● **Dataset entries**
--- START ---

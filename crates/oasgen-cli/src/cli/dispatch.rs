//! Dispatch logic: extract params from `ArgMatches` and convert them to
//! command args.

use std::path::PathBuf;

use clap::ArgMatches;
use oasgen_compiler::ir::Method;

use super::ColorChoice;
use crate::commands::generate::GenerateArgs;

pub struct GenerateParams {
    pub spec: String,
    pub target: PathBuf,
    pub package: String,
    pub clean: bool,
    pub infer_types: bool,
    pub filter_path: Option<String>,
    pub filter_methods: Option<Vec<Method>>,
    pub allow_remote: bool,
    pub color: ColorChoice,
    pub verbose: u8,
}

impl GenerateParams {
    pub fn from_matches(m: &ArgMatches) -> Self {
        Self {
            spec: m.get_one::<String>("spec").cloned().unwrap_or_default(),
            target: m.get_one::<PathBuf>("target").cloned().unwrap_or_default(),
            package: m.get_one::<String>("package").cloned().unwrap_or_default(),
            clean: m.get_flag("clean"),
            infer_types: m.get_flag("infer_types"),
            filter_path: m.get_one::<String>("filter_path").cloned(),
            filter_methods: m
                .get_many::<Method>("filter_methods")
                .map(|methods| methods.copied().collect()),
            allow_remote: m.get_flag("allow_remote"),
            color: parse_color(m),
            verbose: m.get_count("verbose"),
        }
    }
}

impl From<GenerateParams> for GenerateArgs {
    fn from(p: GenerateParams) -> Self {
        Self {
            spec: p.spec,
            target: p.target,
            package: p.package,
            clean: p.clean,
            infer_types: p.infer_types,
            filter_path: p.filter_path,
            filter_methods: p.filter_methods,
            allow_remote: p.allow_remote,
            color: p.color.should_colorize(),
        }
    }
}

fn parse_color(m: &ArgMatches) -> ColorChoice {
    match m.get_one::<String>("color").map(|s| s.as_str()) {
        Some("always") => ColorChoice::Always,
        Some("never") => ColorChoice::Never,
        _ => ColorChoice::Auto,
    }
}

--- END ---

● **Prompt**
Each line above is to be set down again verbatim.

● **Reply to the exercise**
filename crates/oasgen-cli/src/cli/dispatch.rs
//! Dispatch logic: extract params from `ArgMatches` and convert them to
//! command args.

use std::path::PathBuf;

use clap::ArgMatches;
use oasgen_compiler::ir::Method;

use super::ColorChoice;
use crate::commands::generate::GenerateArgs;

pub struct GenerateParams {
    pub spec: String,
    pub target: PathBuf,
    pub package: String,
    pub clean: bool,
    pub infer_types: bool,
    pub filter_path: Option<String>,
    pub filter_methods: Option<Vec<Method>>,
    pub allow_remote: bool,
    pub color: ColorChoice,
    pub verbose: u8,
}

impl GenerateParams {
    pub fn from_matches(m: &ArgMatches) -> Self {
        Self {
            spec: m.get_one::<String>("spec").cloned().unwrap_or_default(),
            target: m.get_one::<PathBuf>("target").cloned().unwrap_or_default(),
            package: m.get_one::<String>("package").cloned().unwrap_or_default(),
            clean: m.get_flag("clean"),
            infer_types: m.get_flag("infer_types"),
            filter_path: m.get_one::<String>("filter_path").cloned(),
            filter_methods: m
                .get_many::<Method>("filter_methods")
                .map(|methods| methods.copied().collect()),
            allow_remote: m.get_flag("allow_remote"),
            color: parse_color(m),
            verbose: m.get_count("verbose"),
        }
    }
}

impl From<GenerateParams> for GenerateArgs {
    fn from(p: GenerateParams) -> Self {
        Self {
            spec: p.spec,
            target: p.target,
            package: p.package,
            clean: p.clean,
            infer_types: p.infer_types,
            filter_path: p.filter_path,
            filter_methods: p.filter_methods,
            allow_remote: p.allow_remote,
            color: p.color.should_colorize(),
        }
    }
}

fn parse_color(m: &ArgMatches) -> ColorChoice {
    match m.get_one::<String>("color").map(|s| s.as_str()) {
        Some("always") => ColorChoice::Always,
        Some("never") => ColorChoice::Never,
        _ => ColorChoice::Auto,
    }
}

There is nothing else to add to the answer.